The visa applicant applied for the visa on 9 March 2018. The Delegate refused to grant the visa on the basis that the applicant did not meet the criteria in criterion 3004 (c) and (d) of cl.461.213 to the MigrationRegulations1994 (the Regulations).
The Tribunal exercised its discretion to hold the hearing by video conference. The hearing was held during the COVID-19 pandemic. As discussed with the applicant at hearing, the Tribunal determined it was reasonable to hold the hearing by video, having regard to the nature of this matter and the individual circumstances of the applicant. The Tribunal also had regard to the Tribunal’s objective of providing a mechanism of review that is fair, just, economical and quick, and the delay to the matter if the hearing was not to be conducted by video.
The applicant appeared before the Tribunal on 21 April 2022 to give evidence and present arguments. The Tribunal also received oral evidence from the applicant’s wife. The Tribunal hearing was conducted with the assistance of an interpreter in the Mandarin and English languages.
The applicant was represented in relation to the review.
For the following reasons, the Tribunal has concluded that the matter should be remitted for reconsideration.
Background
On 15 June 2013 the applicant arrived in Australia as the holder of a New Zealand Citizen Family Relationship (Temporary) Visa (UP) (Subclass 461) visa that was valid 21 February 2018.
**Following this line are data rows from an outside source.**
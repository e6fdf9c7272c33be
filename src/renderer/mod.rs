//! Board rendering
//!
//! Only a plain-text dump is provided; the core never depends on it.

pub mod text;

pub use text::{render_board, ATOM_MARK, EMPTY_MARK, PATH_MARK};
On 9 March 2018 he lodged an application for a New Zealand Citizen Family Relationship (Temporary) visa in Australia on the basis of being the member of the family unit of his wife.
On 14 March the applicant was granted a Bridging Visa C in association with his Subclass 461 visa.
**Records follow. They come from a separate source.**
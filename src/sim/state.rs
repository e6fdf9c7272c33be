//! Board coordinates and per-ray state
//!
//! Everything a single shot mutates lives in [`RayState`]; it is created at
//! the start of a shot and dropped when the shot resolves.

use std::collections::HashSet;
use std::fmt;

use rand::SeedableRng;
use rand_pcg::Pcg32;
use serde::{Deserialize, Serialize};

/// A board cell, 0-indexed from the top-left corner
#[derive(Debug, Clone, Copy, PartialEq, Eq, Hash, PartialOrd, Ord, Serialize, Deserialize)]
pub struct Position {
    pub row: usize,
    pub col: usize,
}

impl Position {
    pub const fn new(row: usize, col: usize) -> Self {
        Self { row, col }
    }

    /// Neighbour at a signed offset, `None` if it would fall off the top or left edge
    #[inline]
    pub fn offset(self, d_row: isize, d_col: isize) -> Option<Self> {
        Some(Self {
            row: self.row.checked_add_signed(d_row)?,
            col: self.col.checked_add_signed(d_col)?,
        })
    }

    /// Next cell along a heading
    #[inline]
    pub fn step(self, heading: Heading) -> Option<Self> {
        let (d_row, d_col) = heading.delta();
        self.offset(d_row, d_col)
    }
}

impl From<(usize, usize)> for Position {
    fn from((row, col): (usize, usize)) -> Self {
        Self { row, col }
    }
}

impl fmt::Display for Position {
    fn fmt(&self, f: &mut fmt::Formatter<'_>) -> fmt::Result {
        write!(f, "({}, {})", self.row, self.col)
    }
}

/// Direction of travel; rows grow southward, columns eastward
#[derive(Debug, Clone, Copy, PartialEq, Eq, Hash, Serialize, Deserialize)]
pub enum Heading {
    North,
    South,
    East,
    West,
}

impl Heading {
    /// `(d_row, d_col)` of one step
    #[inline]
    pub const fn delta(self) -> (isize, isize) {
        match self {
            Heading::North => (-1, 0),
            Heading::South => (1, 0),
            Heading::East => (0, 1),
            Heading::West => (0, -1),
        }
    }

    #[inline]
    pub const fn opposite(self) -> Self {
        match self {
            Heading::North => Heading::South,
            Heading::South => Heading::North,
            Heading::East => Heading::West,
            Heading::West => Heading::East,
        }
    }

    /// The two headings perpendicular to this one.
    ///
    /// A scan-ahead diagonal is the straight-ahead cell shifted one step
    /// toward a side; a ray deflected by that diagonal turns to the
    /// opposite side.
    #[inline]
    pub const fn sides(self) -> [Heading; 2] {
        match self {
            Heading::North | Heading::South => [Heading::West, Heading::East],
            Heading::East | Heading::West => [Heading::North, Heading::South],
        }
    }
}

/// What a scan finds in one cell
#[derive(Debug, Clone, Copy, PartialEq, Eq)]
pub enum Cell {
    /// Interior cell holding an atom
    Atom,
    /// Interior cell with nothing in it
    Empty,
    /// Border, corner or off the board; never deflects a ray
    Outside,
}

impl Cell {
    #[inline]
    pub fn is_atom(self) -> bool {
        self == Cell::Atom
    }
}

/// Lifecycle of a single ray
#[derive(Debug, Clone, Copy, PartialEq, Eq)]
pub enum RayPhase {
    /// Sitting on its origin, about to check for an immediate reflection
    Entering,
    /// Moving through the interior
    Traveling,
    /// Absorbed by an atom
    Hit,
    /// Back on a border cell
    Exited,
}

/// Mutable state of the ray currently in flight
#[derive(Debug, Clone)]
pub struct RayState {
    pub position: Position,
    pub heading: Heading,
    pub phase: RayPhase,
    /// Interior cells passed through (border cells and the hit cell excluded)
    pub trajectory: HashSet<Position>,
    pub hit: Option<Position>,
    /// Advance steps taken so far
    pub steps: usize,
    /// Deflections and reversals so far
    pub turns: usize,
}

impl RayState {
    pub fn new(origin: Position, heading: Heading) -> Self {
        Self {
            position: origin,
            heading,
            phase: RayPhase::Entering,
            trajectory: HashSet::new(),
            hit: None,
            steps: 0,
            turns: 0,
        }
    }

    /// Change heading, counting the turn if it actually differs
    pub fn turn(&mut self, heading: Heading) {
        if heading != self.heading {
            self.heading = heading;
            self.turns += 1;
        }
    }

    /// Whether the ray has reached a terminal phase
    pub fn is_done(&self) -> bool {
        matches!(self.phase, RayPhase::Hit | RayPhase::Exited)
    }
}

/// RNG state wrapper so random layouts are reproducible from a seed
#[derive(Debug, Clone, Copy, Serialize, Deserialize)]
pub struct RngState {
    pub seed: u64,
}

impl RngState {
    pub fn new(seed: u64) -> Self {
        Self { seed }
    }

    pub fn to_rng(&self) -> Pcg32 {
        Pcg32::seed_from_u64(self.seed)
    }
}

#[cfg(test)]
mod tests {
    use super::*;

    #[test]
    fn test_offset_rejects_negative() {
        let origin = Position::new(0, 3);
        assert_eq!(origin.step(Heading::North), None);
        assert_eq!(origin.step(Heading::South), Some(Position::new(1, 3)));
        assert_eq!(Position::new(4, 0).offset(-1, -1), None);
    }

    #[test]
    fn test_sides_are_perpendicular() {
        for heading in [Heading::North, Heading::South, Heading::East, Heading::West] {
            let (dr, dc) = heading.delta();
            for side in heading.sides() {
                let (sr, sc) = side.delta();
                assert_eq!(dr * sr + dc * sc, 0, "{heading:?} / {side:?}");
            }
            assert_eq!(heading.opposite().opposite(), heading);
        }
    }

    #[test]
    fn test_turn_counts_only_changes() {
        let mut ray = RayState::new(Position::new(0, 3), Heading::South);
        ray.turn(Heading::South);
        assert_eq!(ray.turns, 0);
        ray.turn(Heading::West);
        ray.turn(Heading::East);
        assert_eq!(ray.turns, 2);
        assert_eq!(ray.heading, Heading::East);
    }

    #[test]
    fn test_position_display() {
        assert_eq!(Position::new(3, 9).to_string(), "(3, 9)");
        assert_eq!(Position::from((7, 1)), Position::new(7, 1));
    }
}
On 14 September 2018, the Department wrote to the applicant requesting a statement addressing the Schedule 3 criteria and any supporting evidence providing reasons and evidence of the circumstances that were both beyond his control and whether there were compelling reasons that prevented him from applying for this Subclass 461 visa while not the holder of a substantive visa and to respond within 28 days. The applicant did not respond to the Departments request.
CONSIDERATION OF CLAIMS AND EVIDENCE
The issues in the present case are firstly, whether the applicant is not the holder of a substantive visa because of factors beyond the applicant’s control, and if so, secondly whether there are compelling reasons for granting the visa.
Clause 461 of Schedule 2 to the Regulations sets out the criteria to be met for the grant of a Subclass 461 visa. The primary applicant must, at the time of application, satisfy cl.461.213 of the Regulations which stipulates that the applicant must satisfy (relevantly for present purposes) criterion 3004. Criterion 3004 stipulates that it will be satisfied, if the Minister is satisfied that the applicant is not the holder of a substantive visa because of factors beyond the applicant’s control; and there are compelling reasons for granting the visa.
Evidence before the Tribunal shows that the applicant’s prior substantive visa ceased on 21 February 2018. The present visa application was lodged on 9 March 2018. Clearly the applicant was not the holder of a substantive visa at the time of lodgement of the present application.
On 14 September 2018, the Department wrote to the applicant requesting a statement addressing the Schedule 3 criteria and any supporting evidence providing reasons and evidence of the circumstances that were both beyond his control and whether there were compelling reasons that prevented him from applying for this Subclass 461 visa while not the holder of a substantive visa. As previously stated and indicated in the Delegate’s decision record the applicant did not respond to the Department’s request.
On 24 May 2021 the applicant provided a written submission (Doc Id 8454600 annexure A) to the Tribunal claiming that he responded to the Department’s request on 20 September 2018 via letter and email on 29 September 2018 explaining his situation.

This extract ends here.